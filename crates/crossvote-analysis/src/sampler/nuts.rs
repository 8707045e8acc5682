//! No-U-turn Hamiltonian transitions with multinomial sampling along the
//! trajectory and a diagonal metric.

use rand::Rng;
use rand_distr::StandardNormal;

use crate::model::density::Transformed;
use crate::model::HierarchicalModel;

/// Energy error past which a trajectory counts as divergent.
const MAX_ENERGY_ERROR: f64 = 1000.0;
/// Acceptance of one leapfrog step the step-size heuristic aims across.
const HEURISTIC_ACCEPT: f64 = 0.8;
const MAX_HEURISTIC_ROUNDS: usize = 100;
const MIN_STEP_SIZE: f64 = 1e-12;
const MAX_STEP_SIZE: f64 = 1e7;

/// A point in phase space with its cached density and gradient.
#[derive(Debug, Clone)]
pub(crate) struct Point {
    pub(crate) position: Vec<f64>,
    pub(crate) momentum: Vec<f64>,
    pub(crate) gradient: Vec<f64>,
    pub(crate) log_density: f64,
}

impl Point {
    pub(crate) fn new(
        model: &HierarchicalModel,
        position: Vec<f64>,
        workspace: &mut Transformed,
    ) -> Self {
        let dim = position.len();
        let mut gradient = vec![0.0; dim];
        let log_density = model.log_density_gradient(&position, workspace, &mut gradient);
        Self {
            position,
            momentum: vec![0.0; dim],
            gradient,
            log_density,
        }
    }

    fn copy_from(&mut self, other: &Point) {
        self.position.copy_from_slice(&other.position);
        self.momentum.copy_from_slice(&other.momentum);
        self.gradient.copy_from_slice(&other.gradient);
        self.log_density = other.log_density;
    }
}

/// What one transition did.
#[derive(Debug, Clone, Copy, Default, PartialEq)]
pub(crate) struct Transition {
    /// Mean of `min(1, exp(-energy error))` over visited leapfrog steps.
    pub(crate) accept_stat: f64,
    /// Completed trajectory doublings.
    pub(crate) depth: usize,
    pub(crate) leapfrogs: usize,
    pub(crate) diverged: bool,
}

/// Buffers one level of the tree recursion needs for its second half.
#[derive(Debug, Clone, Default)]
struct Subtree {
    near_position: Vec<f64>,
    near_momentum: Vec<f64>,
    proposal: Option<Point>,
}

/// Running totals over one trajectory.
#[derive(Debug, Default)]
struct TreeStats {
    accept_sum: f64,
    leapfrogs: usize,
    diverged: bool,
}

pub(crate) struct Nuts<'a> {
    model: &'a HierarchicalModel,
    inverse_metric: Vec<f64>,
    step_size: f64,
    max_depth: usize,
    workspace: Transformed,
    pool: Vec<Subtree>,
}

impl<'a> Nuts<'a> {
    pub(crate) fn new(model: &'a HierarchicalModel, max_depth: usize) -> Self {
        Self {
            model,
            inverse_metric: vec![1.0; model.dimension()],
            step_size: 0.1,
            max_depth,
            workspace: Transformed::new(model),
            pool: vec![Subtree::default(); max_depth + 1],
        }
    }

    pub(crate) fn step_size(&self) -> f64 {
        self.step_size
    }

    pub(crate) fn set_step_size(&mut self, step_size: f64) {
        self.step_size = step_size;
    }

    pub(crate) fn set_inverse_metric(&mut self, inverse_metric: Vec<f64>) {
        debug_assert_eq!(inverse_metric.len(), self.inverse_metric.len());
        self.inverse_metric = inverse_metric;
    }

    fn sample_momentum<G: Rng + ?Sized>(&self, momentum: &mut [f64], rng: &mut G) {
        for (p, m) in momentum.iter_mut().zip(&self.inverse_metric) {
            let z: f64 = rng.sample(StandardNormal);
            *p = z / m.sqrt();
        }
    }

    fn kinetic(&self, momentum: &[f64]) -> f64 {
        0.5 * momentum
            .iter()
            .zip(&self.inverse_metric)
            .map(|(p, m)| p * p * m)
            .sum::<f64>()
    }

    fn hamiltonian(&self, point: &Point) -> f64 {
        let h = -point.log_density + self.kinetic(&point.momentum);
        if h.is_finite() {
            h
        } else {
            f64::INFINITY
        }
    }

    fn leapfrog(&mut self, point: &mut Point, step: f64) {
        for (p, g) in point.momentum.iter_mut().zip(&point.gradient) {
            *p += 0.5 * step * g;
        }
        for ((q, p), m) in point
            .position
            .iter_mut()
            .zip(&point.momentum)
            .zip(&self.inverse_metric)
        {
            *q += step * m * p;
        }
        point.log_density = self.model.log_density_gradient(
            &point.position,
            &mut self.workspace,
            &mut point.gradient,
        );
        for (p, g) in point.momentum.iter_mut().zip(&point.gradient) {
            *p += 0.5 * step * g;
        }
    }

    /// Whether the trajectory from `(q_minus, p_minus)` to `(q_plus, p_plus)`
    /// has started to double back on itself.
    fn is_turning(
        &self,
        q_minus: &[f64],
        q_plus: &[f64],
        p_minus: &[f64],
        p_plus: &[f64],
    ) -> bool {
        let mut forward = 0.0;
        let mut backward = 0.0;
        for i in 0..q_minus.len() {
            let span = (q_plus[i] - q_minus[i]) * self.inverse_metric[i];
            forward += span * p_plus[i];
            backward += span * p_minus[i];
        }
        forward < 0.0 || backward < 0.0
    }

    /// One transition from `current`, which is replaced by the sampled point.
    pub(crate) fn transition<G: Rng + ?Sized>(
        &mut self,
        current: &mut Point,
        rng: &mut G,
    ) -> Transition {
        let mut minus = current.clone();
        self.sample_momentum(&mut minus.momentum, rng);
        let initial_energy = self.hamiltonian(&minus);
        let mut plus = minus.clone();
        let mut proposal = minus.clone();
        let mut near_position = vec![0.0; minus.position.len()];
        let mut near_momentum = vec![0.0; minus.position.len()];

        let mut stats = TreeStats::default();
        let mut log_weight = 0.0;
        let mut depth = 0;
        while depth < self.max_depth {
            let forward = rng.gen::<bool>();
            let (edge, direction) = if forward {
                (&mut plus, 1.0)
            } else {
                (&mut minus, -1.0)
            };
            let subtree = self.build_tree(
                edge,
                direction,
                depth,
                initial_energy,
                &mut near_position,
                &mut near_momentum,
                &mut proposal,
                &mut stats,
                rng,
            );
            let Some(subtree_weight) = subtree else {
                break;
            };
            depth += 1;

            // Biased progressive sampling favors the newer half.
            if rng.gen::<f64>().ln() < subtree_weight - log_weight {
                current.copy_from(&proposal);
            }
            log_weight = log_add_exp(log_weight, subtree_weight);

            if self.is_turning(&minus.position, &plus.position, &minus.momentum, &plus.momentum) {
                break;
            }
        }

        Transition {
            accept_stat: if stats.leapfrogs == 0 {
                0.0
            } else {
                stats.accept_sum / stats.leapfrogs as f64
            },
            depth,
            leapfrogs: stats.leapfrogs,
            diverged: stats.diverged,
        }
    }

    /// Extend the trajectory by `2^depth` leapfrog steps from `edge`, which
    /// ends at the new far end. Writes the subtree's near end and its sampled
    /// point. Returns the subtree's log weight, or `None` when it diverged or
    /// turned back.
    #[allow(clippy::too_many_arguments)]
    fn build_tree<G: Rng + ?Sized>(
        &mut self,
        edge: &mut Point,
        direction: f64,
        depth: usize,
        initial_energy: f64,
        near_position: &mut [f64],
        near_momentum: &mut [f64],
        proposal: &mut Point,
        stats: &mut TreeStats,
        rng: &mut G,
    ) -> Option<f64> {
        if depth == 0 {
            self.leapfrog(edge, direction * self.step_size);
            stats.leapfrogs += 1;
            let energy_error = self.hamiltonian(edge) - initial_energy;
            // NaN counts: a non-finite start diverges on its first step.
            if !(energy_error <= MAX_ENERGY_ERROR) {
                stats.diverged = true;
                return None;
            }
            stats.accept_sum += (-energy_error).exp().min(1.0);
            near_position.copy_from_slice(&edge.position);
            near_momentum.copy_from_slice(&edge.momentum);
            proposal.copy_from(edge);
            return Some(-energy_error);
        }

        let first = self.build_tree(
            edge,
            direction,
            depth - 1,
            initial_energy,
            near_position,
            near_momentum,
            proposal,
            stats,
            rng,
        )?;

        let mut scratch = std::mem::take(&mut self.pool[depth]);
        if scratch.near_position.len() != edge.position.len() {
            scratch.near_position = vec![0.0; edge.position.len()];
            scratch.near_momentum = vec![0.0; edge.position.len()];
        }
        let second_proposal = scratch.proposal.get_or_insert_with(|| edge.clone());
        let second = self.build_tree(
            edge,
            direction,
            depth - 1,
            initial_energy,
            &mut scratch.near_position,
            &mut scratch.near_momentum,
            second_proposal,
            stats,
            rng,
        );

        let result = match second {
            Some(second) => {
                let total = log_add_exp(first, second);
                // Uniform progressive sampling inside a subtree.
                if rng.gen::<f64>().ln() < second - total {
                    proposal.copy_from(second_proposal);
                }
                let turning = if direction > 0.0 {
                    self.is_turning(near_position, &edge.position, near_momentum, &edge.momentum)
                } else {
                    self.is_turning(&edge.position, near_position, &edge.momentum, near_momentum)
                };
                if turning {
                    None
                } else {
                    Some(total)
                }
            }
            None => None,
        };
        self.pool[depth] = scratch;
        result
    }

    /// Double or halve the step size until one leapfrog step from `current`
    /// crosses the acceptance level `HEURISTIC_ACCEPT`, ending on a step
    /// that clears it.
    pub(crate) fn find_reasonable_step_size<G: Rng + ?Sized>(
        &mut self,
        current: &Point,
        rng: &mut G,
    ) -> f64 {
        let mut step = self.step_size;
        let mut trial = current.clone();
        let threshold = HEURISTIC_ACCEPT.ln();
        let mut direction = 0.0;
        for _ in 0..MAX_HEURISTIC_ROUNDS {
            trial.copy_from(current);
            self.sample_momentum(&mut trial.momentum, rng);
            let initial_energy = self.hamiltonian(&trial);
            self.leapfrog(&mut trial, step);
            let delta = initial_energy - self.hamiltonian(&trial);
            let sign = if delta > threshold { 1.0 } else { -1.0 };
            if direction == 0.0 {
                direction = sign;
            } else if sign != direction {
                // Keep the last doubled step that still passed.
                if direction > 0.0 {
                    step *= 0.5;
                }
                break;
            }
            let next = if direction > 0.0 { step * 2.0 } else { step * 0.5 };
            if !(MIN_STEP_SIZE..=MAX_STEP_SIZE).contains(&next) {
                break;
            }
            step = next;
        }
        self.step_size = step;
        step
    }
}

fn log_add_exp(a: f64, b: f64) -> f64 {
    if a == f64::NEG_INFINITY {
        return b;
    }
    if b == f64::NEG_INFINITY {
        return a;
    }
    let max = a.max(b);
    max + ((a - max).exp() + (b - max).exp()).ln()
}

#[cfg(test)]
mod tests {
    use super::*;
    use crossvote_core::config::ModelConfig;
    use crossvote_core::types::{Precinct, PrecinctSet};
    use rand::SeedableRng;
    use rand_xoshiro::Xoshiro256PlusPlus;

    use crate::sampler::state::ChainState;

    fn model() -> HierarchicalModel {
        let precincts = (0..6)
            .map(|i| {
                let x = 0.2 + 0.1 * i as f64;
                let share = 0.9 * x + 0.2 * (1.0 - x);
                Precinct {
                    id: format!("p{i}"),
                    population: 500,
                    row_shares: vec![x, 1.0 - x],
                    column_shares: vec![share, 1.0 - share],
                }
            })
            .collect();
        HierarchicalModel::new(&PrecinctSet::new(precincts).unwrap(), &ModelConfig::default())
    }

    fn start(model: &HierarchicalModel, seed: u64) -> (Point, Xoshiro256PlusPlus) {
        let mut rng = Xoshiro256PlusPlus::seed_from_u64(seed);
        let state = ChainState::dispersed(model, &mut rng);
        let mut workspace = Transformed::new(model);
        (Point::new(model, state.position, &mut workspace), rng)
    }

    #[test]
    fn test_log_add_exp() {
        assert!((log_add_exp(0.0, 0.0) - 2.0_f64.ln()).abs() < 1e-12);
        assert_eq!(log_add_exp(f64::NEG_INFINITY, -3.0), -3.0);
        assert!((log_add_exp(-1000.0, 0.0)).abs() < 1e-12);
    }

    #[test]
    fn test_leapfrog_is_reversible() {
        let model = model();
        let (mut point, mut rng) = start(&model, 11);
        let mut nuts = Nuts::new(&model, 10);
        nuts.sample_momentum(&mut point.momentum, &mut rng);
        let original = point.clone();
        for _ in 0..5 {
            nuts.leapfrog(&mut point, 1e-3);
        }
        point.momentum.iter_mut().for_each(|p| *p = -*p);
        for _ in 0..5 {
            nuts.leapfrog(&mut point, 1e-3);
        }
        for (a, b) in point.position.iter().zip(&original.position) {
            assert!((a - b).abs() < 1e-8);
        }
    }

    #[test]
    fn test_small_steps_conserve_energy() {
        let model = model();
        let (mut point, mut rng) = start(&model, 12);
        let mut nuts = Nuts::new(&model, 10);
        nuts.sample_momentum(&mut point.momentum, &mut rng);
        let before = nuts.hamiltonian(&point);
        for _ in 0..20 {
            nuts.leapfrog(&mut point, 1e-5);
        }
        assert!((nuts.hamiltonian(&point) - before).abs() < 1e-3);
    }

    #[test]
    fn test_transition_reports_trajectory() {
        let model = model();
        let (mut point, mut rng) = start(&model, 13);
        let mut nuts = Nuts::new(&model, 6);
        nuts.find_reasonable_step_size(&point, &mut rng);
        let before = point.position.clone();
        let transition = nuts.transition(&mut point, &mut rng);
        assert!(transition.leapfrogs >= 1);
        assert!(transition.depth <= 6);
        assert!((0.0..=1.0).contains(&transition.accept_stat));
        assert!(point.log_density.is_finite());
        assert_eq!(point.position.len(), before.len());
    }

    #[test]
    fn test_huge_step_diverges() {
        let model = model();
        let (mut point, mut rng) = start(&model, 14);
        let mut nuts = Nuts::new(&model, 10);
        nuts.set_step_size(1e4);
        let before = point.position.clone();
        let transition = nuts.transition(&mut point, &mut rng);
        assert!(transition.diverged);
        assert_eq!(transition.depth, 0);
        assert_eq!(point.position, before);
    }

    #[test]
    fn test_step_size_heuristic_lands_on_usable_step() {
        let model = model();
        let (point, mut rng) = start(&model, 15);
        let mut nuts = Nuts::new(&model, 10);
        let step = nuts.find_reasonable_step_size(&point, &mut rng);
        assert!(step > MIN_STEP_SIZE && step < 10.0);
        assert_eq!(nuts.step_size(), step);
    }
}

__________

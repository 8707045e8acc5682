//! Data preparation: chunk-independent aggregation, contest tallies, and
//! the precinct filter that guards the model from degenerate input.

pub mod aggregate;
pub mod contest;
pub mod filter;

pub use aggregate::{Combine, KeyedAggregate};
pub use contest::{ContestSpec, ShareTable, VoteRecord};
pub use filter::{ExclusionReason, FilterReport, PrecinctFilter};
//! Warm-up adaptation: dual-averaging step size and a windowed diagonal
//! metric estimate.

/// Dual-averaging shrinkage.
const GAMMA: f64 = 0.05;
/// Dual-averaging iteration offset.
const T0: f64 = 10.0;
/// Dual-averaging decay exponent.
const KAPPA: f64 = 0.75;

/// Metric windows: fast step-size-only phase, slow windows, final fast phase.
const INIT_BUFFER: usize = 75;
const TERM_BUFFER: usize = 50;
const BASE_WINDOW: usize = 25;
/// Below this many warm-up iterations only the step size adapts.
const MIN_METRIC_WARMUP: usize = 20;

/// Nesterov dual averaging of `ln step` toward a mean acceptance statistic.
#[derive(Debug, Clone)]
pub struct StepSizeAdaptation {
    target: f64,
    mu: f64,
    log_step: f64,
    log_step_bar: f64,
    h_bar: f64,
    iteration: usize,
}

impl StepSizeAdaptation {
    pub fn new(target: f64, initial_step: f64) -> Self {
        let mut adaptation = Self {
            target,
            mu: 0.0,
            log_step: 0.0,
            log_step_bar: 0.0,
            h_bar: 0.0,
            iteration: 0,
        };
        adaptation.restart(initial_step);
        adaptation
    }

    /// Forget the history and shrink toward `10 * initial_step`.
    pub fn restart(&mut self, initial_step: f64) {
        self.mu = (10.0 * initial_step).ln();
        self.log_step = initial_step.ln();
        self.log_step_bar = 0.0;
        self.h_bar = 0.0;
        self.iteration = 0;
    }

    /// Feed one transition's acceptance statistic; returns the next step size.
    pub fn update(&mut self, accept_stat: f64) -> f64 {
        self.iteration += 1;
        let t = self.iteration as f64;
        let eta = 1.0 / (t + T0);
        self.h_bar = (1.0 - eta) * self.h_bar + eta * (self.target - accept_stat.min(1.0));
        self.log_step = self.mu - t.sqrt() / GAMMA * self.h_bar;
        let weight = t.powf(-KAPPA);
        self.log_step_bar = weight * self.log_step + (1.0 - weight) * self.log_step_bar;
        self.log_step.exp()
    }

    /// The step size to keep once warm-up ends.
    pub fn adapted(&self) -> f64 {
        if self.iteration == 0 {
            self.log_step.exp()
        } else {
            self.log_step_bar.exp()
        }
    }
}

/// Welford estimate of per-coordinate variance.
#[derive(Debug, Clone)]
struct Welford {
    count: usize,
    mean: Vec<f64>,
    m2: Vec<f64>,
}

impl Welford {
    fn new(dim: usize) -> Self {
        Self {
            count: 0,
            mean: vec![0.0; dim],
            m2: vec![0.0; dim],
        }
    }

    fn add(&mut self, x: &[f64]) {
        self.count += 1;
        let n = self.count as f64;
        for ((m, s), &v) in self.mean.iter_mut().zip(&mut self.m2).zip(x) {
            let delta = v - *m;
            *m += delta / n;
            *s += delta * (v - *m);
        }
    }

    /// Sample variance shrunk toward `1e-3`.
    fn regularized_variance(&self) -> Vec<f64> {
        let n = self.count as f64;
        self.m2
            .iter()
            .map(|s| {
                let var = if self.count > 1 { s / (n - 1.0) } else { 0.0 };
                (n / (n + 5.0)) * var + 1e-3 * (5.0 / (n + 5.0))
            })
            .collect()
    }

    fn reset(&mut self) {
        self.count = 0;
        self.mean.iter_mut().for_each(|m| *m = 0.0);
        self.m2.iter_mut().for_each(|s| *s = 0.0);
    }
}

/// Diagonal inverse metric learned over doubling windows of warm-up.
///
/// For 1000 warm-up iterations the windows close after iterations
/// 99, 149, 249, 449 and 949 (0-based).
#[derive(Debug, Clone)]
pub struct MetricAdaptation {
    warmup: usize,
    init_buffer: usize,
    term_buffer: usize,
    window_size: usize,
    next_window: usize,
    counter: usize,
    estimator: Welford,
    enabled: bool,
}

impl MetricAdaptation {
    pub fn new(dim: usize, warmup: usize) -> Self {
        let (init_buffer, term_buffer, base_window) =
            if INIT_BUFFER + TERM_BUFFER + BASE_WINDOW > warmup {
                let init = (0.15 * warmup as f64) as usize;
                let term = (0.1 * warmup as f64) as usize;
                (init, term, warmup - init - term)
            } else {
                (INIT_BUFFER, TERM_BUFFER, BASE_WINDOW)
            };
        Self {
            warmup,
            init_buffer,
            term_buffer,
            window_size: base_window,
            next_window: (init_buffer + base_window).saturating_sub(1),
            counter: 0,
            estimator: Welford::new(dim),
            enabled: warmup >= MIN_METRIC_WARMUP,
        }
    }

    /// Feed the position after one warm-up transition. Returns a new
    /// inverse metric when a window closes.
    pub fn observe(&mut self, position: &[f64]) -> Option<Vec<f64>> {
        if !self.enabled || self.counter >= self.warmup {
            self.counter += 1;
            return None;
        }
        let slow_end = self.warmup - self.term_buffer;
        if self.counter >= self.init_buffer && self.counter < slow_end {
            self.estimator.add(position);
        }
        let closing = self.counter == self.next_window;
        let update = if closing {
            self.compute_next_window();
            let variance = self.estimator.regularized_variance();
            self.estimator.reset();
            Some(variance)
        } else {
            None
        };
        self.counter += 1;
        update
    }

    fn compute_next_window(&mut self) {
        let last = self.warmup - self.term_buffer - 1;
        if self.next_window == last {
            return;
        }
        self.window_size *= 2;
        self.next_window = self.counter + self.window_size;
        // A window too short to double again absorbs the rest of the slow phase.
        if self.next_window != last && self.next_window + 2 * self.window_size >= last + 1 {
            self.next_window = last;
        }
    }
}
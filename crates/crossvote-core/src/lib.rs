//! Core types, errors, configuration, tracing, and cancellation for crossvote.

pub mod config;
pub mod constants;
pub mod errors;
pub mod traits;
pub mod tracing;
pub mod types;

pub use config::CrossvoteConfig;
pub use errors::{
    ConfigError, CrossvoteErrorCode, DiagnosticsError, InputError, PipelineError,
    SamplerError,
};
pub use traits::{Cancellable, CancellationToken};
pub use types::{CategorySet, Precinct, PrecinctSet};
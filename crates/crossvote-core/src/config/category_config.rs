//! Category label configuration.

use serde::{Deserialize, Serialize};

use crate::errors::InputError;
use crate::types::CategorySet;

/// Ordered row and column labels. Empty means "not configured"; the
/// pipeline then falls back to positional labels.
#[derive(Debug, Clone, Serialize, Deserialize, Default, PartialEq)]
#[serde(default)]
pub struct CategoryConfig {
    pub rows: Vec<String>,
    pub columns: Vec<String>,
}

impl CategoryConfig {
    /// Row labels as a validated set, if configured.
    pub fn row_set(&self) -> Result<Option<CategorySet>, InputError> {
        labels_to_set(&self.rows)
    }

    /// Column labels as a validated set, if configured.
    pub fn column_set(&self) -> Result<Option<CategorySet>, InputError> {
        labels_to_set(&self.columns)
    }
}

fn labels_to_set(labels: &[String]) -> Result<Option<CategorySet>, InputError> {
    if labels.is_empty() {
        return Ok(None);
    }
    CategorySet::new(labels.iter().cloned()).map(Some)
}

__________

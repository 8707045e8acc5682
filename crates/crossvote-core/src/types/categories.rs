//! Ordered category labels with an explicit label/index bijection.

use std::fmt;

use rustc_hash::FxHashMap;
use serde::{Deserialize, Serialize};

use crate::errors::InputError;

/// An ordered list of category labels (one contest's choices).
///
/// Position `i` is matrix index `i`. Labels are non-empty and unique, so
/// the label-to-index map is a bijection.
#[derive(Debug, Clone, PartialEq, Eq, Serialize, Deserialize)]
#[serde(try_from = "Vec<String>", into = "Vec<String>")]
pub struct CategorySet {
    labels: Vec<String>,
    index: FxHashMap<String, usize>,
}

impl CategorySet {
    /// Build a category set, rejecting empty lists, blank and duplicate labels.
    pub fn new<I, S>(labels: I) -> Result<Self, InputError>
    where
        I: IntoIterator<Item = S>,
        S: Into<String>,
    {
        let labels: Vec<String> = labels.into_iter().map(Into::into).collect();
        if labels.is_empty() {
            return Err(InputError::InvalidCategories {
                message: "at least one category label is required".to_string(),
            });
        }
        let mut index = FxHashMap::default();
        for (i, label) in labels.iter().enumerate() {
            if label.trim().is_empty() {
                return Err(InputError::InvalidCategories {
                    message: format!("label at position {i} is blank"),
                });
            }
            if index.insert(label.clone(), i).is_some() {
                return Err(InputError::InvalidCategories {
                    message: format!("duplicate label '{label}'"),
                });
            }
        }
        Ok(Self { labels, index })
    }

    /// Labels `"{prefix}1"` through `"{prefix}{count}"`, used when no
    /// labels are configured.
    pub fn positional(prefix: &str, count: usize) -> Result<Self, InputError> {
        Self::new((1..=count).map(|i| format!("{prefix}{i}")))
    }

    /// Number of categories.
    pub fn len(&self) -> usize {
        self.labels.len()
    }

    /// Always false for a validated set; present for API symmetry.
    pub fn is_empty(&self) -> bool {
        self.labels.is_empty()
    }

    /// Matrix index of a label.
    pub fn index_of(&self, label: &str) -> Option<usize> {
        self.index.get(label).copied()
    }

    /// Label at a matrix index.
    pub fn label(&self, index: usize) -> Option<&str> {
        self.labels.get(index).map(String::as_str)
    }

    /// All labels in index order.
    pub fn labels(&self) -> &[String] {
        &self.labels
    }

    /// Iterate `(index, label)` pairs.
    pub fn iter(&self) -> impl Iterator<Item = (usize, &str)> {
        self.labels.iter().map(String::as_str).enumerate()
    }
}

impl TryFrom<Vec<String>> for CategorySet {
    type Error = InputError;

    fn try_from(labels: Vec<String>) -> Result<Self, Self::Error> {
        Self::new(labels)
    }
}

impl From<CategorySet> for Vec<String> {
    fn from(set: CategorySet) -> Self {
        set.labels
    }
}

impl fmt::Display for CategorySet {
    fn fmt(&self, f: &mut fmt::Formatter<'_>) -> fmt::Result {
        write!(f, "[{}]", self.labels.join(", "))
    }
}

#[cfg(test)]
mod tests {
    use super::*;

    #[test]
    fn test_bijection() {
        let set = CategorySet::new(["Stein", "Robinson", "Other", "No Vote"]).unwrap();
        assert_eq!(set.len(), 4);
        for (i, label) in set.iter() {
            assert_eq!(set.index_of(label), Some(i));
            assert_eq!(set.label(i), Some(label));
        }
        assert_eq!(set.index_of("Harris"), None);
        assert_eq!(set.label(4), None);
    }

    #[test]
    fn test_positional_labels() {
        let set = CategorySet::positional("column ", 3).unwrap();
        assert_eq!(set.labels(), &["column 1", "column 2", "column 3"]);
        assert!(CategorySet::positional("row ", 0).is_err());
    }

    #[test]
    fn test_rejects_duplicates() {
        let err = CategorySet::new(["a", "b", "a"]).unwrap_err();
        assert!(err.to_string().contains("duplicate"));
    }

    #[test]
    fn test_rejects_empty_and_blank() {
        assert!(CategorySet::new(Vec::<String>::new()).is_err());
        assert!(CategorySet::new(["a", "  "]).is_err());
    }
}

__________

PROBLEM DESCRIPTION
Restate word for word only the lines above from the line containing "filename crates/crossvote-analysis/src/sampler/nuts.rs" to the line containing "const MIN_STEP_SIZE: f64 = 1e-12;", both of them included.

ANSWER TO THE PROBLEM
filename crates/crossvote-analysis/src/sampler/nuts.rs
repository 8707045e8acc5682
//! No-U-turn Hamiltonian transitions with multinomial sampling along the
//! trajectory and a diagonal metric.

use rand::Rng;
use rand_distr::StandardNormal;

use crate::model::density::Transformed;
use crate::model::HierarchicalModel;

/// Energy error past which a trajectory counts as divergent.
const MAX_ENERGY_ERROR: f64 = 1000.0;
/// Acceptance of one leapfrog step the step-size heuristic aims across.
const HEURISTIC_ACCEPT: f64 = 0.8;
const MAX_HEURISTIC_ROUNDS: usize = 100;
const MIN_STEP_SIZE: f64 = 1e-12;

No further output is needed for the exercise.